During this conference, Fernand Lone Sang and Jordan Bouyat reminded us that USB is deployed on numerous devices, is managed by low-level layers, and therefore presents an opportunity to be fuzzed in search of "interesting" behaviors. To perform this fuzzing, proprietary tools that are difficult to script or Arduinos that require flashing each time proved inadequate for the task. A Facedancer designed by Travis Goodspeed – mentioned again at this SSTIC conference – was therefore used to receive USB packets, modify them, and then retransmit them after modification.

The original packets from a Facedancer, a QEMU virtual machine, and a physical sniffer are collected in pcap files and then processed via Randansu, where they are modified before being sent back. A monitoring system is in place on the targets to detect any abnormal behavior.

Two unexploitable bugs were found, one in the HID parsing, the other in the Windows 8.1 USBSTOR driver.

An evolution of the tool is planned to improve performance and manage USB 3 or even device fuzzing.

 

«Bootkit revisited» – Samuel Chevet

Samuel Chevet reviewed the state of the art and the history of bootkits, noting that they often consist of hooks and addresses that are sometimes hard-coded. Therefore, they do not constitute a stable solution.
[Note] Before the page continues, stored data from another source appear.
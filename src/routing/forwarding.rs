//! OGM forwarding and aggregation
//!
//! Every outgoing transmission, own or forwarded, passes through the
//! [`ForwardQueue`]: a list of [`ForwardPacket`]s kept sorted by send time.
//! Forwarded records that are not yet due may be folded into an existing
//! entry (aggregation), up to the configured byte ceiling.
//!
//! An entry goes out either on a single interface (direct-link or
//! unidirectional replies, and own OGMs of secondary interfaces) or on every
//! active interface. In the second case the direct-link flag of each record
//! is only kept on the interface the record came in on.

use super::state::RoutingState;
use crate::network::{BatmanIf, JitterSource, Transport};
use crate::protocol::{
    encode_aggregate, flags, HnaEntry, Ogm, OgmHeader, COMPAT_VERSION, TQ_MAX_VALUE,
};
use std::collections::VecDeque;
use std::net::Ipv4Addr;

/// Records per aggregate; one bit each in the direct-link mask
pub const MAX_AGGREGATION_PACKETS: usize = 64;

/// How a received OGM should be rebroadcast
#[derive(Debug, Clone, Copy, PartialEq, Eq, Default)]
pub struct ForwardDecision {
    /// Set the direct-link flag
    pub direct_link: bool,
    /// Set the unidirectional flag
    pub unidirectional: bool,
}

/// Scale `tq` down by `penalty` out of [`TQ_MAX_VALUE`].
pub fn apply_hop_penalty(tq: u8, penalty: u8) -> u8 {
    let max = TQ_MAX_VALUE as u32;
    ((tq as u32 * (max - penalty as u32)) / max) as u8
}

/// One scheduled transmission
#[derive(Debug, Clone)]
pub struct ForwardPacket {
    /// When to send
    pub send_time: u64,
    /// Interface the first record belongs to (incoming interface for
    /// forwards, sending interface for own OGMs)
    pub if_index: usize,
    /// Whether this is one of our own OGMs
    pub own: bool,
    /// Records, first one is the base
    pub records: Vec<Ogm>,
    /// Total wire size of `records`
    pub len: usize,
    /// Bit `i` set: record `i` was received on a direct link
    pub direct_link_flags: u64,
    /// Incoming interface of each record, parallel to `records`
    pub incoming: Vec<usize>,
}

fn is_single_interface(header: &OgmHeader) -> bool {
    header.has_flag(flags::UNIDIRECTIONAL)
        || (header.has_flag(flags::DIRECTLINK) && header.ttl == 1)
}

impl ForwardPacket {
    fn new(send_time: u64, if_index: usize, own: bool) -> Self {
        Self {
            send_time,
            if_index,
            own,
            records: Vec::new(),
            len: 0,
            direct_link_flags: 0,
            incoming: Vec::new(),
        }
    }

    fn push(&mut self, record: Ogm, if_index: usize, direct_link: bool) {
        if direct_link {
            self.direct_link_flags |= 1 << self.records.len();
        }
        self.len += record.wire_len();
        self.records.push(record);
        self.incoming.push(if_index);
    }

    /// Whether this entry is only sent on [`if_index`](Self::if_index).
    pub fn single_interface(&self) -> bool {
        match self.records.first() {
            Some(base) => is_single_interface(&base.header) || (self.own && self.if_index != 0),
            None => false,
        }
    }

    fn can_absorb(&self, record: &Ogm, if_index: usize, now: u64, window: u64, max_bytes: usize) -> bool {
        if self.send_time <= now || self.send_time > now + window {
            return false;
        }
        if self.len + record.wire_len() > max_bytes || self.records.len() >= MAX_AGGREGATION_PACKETS {
            return false;
        }
        if is_single_interface(&record.header) {
            self.single_interface() && self.if_index == if_index
        } else {
            !self.single_interface()
        }
    }

    /// Records as they go out on `iface`.
    fn records_for(&self, iface: &BatmanIf) -> Vec<Ogm> {
        self.records
            .iter()
            .enumerate()
            .map(|(i, record)| {
                let mut record = record.clone();
                let direct = self.direct_link_flags & (1 << i) != 0 && self.incoming[i] == iface.index;
                record.header.set_flag(flags::DIRECTLINK, direct);
                record
            })
            .collect()
    }
}

/// Pending transmissions, ordered by send time
#[derive(Debug, Default)]
pub struct ForwardQueue {
    packets: VecDeque<ForwardPacket>,
}

impl ForwardQueue {
    /// Empty queue.
    pub fn new() -> Self {
        Self::default()
    }

    /// Number of pending entries.
    pub fn len(&self) -> usize {
        self.packets.len()
    }

    /// Whether nothing is pending.
    pub fn is_empty(&self) -> bool {
        self.packets.is_empty()
    }

    /// Pending entries in send order.
    pub fn iter(&self) -> impl Iterator<Item = &ForwardPacket> + '_ {
        self.packets.iter()
    }

    /// Send time of the earliest entry.
    pub fn next_send_time(&self) -> Option<u64> {
        self.packets.front().map(|packet| packet.send_time)
    }

    /// Drop every pending entry.
    pub fn clear(&mut self) {
        self.packets.clear();
    }

    /// Insert keeping send-time order; equal times keep arrival order.
    fn insert(&mut self, packet: ForwardPacket) {
        let pos = self
            .packets
            .iter()
            .position(|queued| queued.send_time > packet.send_time)
            .unwrap_or(self.packets.len());
        self.packets.insert(pos, packet);
    }

    /// Take the earliest entry if it is due at `now`.
    pub fn pop_due(&mut self, now: u64) -> Option<ForwardPacket> {
        match self.packets.front() {
            Some(packet) if packet.send_time <= now => self.packets.pop_front(),
            _ => None,
        }
    }

    /// Queue the next own OGM of interface `if_index`.
    ///
    /// The send time is one originator interval from `now`, shifted by up to
    /// the configured jitter either way. The interface's sequence number
    /// advances and every originator's own-broadcast window slides.
    pub fn schedule_own(
        &mut self,
        state: &mut RoutingState,
        if_index: usize,
        now: u64,
        jitter: &mut dyn JitterSource,
    ) {
        let settings = &state.settings;
        let Some(iface) = state.interfaces.get_mut(if_index) else {
            tracing::warn!(if_index, "cannot schedule OGM on unknown interface");
            return;
        };

        let header = OgmHeader {
            orig: iface.address,
            flags: 0,
            ttl: settings.ttl,
            seqno: iface.out_seqno,
            gwflags: settings.own_gwflags,
            version: COMPAT_VERSION,
            tq: TQ_MAX_VALUE,
            hna_len: 0,
        };
        let hna: &[HnaEntry] = if iface.is_primary() {
            settings.own_hna.as_slice()
        } else {
            &[]
        };
        let ogm = Ogm::new(header, hna);

        let send_time = (now + settings.originator_interval_ms).saturating_sub(settings.jitter_ms)
            + jitter.random(2 * settings.jitter_ms);
        tracing::trace!(
            interface = %iface.name,
            seqno = iface.out_seqno,
            send_time,
            "scheduling own OGM"
        );
        iface.out_seqno = iface.out_seqno.wrapping_add(1);

        let mut packet = ForwardPacket::new(send_time, if_index, true);
        packet.push(ogm, if_index, false);
        self.insert(packet);

        for orig in state.originators.values_mut() {
            orig.shift_bcast_own(if_index);
        }
    }

    /// Queue `ogm`, received from `neighbor` on `if_index`, for rebroadcast.
    ///
    /// Returns `false` when the TTL is exhausted and nothing was queued.
    pub fn schedule_forward(
        &mut self,
        state: &RoutingState,
        ogm: &Ogm,
        neighbor: Ipv4Addr,
        if_index: usize,
        decision: ForwardDecision,
        now: u64,
    ) -> bool {
        let settings = &state.settings;
        let mut record = ogm.clone();
        let header = &mut record.header;

        if header.ttl <= 1 {
            tracing::trace!(orig = %header.orig, "ttl exhausted, not forwarding");
            return false;
        }

        // Propagate our router's smoothed view unless the OGM came from it.
        if let Some(router) = state
            .originator(header.orig)
            .and_then(|orig| orig.router_node())
        {
            if router.tq_avg != 0 && router.address != neighbor {
                header.tq = router.tq_avg;
                if router.last_ttl != 0 {
                    header.ttl = router.last_ttl;
                }
            }
        }

        header.ttl -= 1;
        if header.ttl == 0 {
            tracing::trace!(orig = %header.orig, "ttl exhausted, not forwarding");
            return false;
        }
        header.tq = apply_hop_penalty(header.tq, settings.hop_penalty);
        header.flags = 0;
        header.set_flag(flags::UNIDIRECTIONAL, decision.unidirectional);
        header.set_flag(flags::DIRECTLINK, decision.direct_link);

        tracing::trace!(
            orig = %header.orig,
            seqno = header.seqno,
            ttl = header.ttl,
            tq = header.tq,
            direct_link = decision.direct_link,
            unidirectional = decision.unidirectional,
            "forwarding OGM"
        );

        if settings.aggregation {
            let window = settings.aggregation_window_ms;
            let max_bytes = settings.aggregation_bytes;
            if let Some(packet) = self
                .packets
                .iter_mut()
                .find(|packet| packet.can_absorb(&record, if_index, now, window, max_bytes))
            {
                packet.push(record, if_index, decision.direct_link);
                return true;
            }
        }

        let send_time = if settings.aggregation {
            now + settings.aggregation_window_ms
        } else {
            now
        };
        let mut packet = ForwardPacket::new(send_time, if_index, false);
        packet.push(record, if_index, decision.direct_link);
        self.insert(packet);
        true
    }

    /// Transmit every entry due at `now`, rescheduling own OGMs. Returns the
    /// number of entries sent.
    pub fn flush_due<T: Transport>(
        &mut self,
        state: &mut RoutingState,
        transport: &mut T,
        jitter: &mut dyn JitterSource,
        now: u64,
    ) -> usize {
        let mut flushed = 0;
        while let Some(packet) = self.pop_due(now) {
            transmit(state, transport, &packet);
            if packet.own {
                self.schedule_own(state, packet.if_index, now, jitter);
            }
            flushed += 1;
        }
        flushed
    }
}

fn transmit<T: Transport>(state: &mut RoutingState, transport: &mut T, packet: &ForwardPacket) {
    if packet.single_interface() {
        let Some(iface) = state.interfaces.get_mut(packet.if_index) else {
            return;
        };
        if iface.active {
            send_on(iface, transport, &encode_aggregate(&packet.records));
        }
        return;
    }

    for iface in state.interfaces.iter_mut().filter(|iface| iface.active) {
        let payload = encode_aggregate(&packet.records_for(iface));
        send_on(iface, transport, &payload);
    }
}

fn send_on<T: Transport>(iface: &mut BatmanIf, transport: &mut T, payload: &[u8]) {
    match transport.send(iface.index, iface.broadcast, payload) {
        Ok(()) => tracing::trace!(interface = %iface.name, len = payload.len(), "sent"),
        Err(e) => {
            tracing::warn!(
                interface = %iface.name,
                error = %e,
                "send failed, deactivating interface"
            );
            iface.active = false;
        },
    }
}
As a reminder, rootkits attempt to load a malicious driver into the kernel space to take control of the system and are no longer a viable attack vector since Windows enforces driver signature enforcement (unless a legitimate certificate is "borrowed"). Bootkits, therefore, replace rootkits and aim to compromise the system from the moment it starts up.

The Reboot project maintains system access throughout the entire boot sequence (BIOS, MBR, VBR, BootMgr, Winload, etc.), even during mode changes (native, protected, etc.). The technical explanation is extremely precise, interesting, and complex. It concludes with a successful demonstration of injecting a bootkit that allows user authentication under Windows 8.1 without knowing their password.

«"Remote and Hardware-Assisted Integrity Testing of Virtual Machine Hypervisors" – Benoît Morgan, Eric Alata, and Vincent Nicomette

The goal was to develop a tool to verify the integrity of a hypervisor. To achieve this, they used a dedicated PCI device and an FPGA card. The project is still under development and is not yet complete.

«Mainframe System Security» – Stéphane Diacquenod

Stéphane Diacquenod demonstrated the security features offered by mainframes (z/OS in particular) and what can be achieved with a default configuration. In addition to administration being performed via Telnet, passwords are limited to eight characters, without special characters, stored without salts, and encrypted with DES. Furthermore, the RACF table, which contains authentication and authorization information, can be accessed by multiple users.

Short presentation: "Large-scale network reconnaissance: port scanning is not dead" – Adrien Guinet & Fred Raynal

The goal was to retrieve information (banners, SSL/TLS certificates, etc.) on a large scale (by scanning all IPv4 addresses in a country, for example). Current tools are unsuitable because they are synchronous and therefore slow (nmap) or difficult to script (massscan, zmap). The presenters therefore developed a new, distributed, lightweight, and efficient tool to which probes can be dynamically added. This allowed them, among other things, to scan 30 ports across all 30 million IPv4 addresses in Spain with 100 probes in 25 hours.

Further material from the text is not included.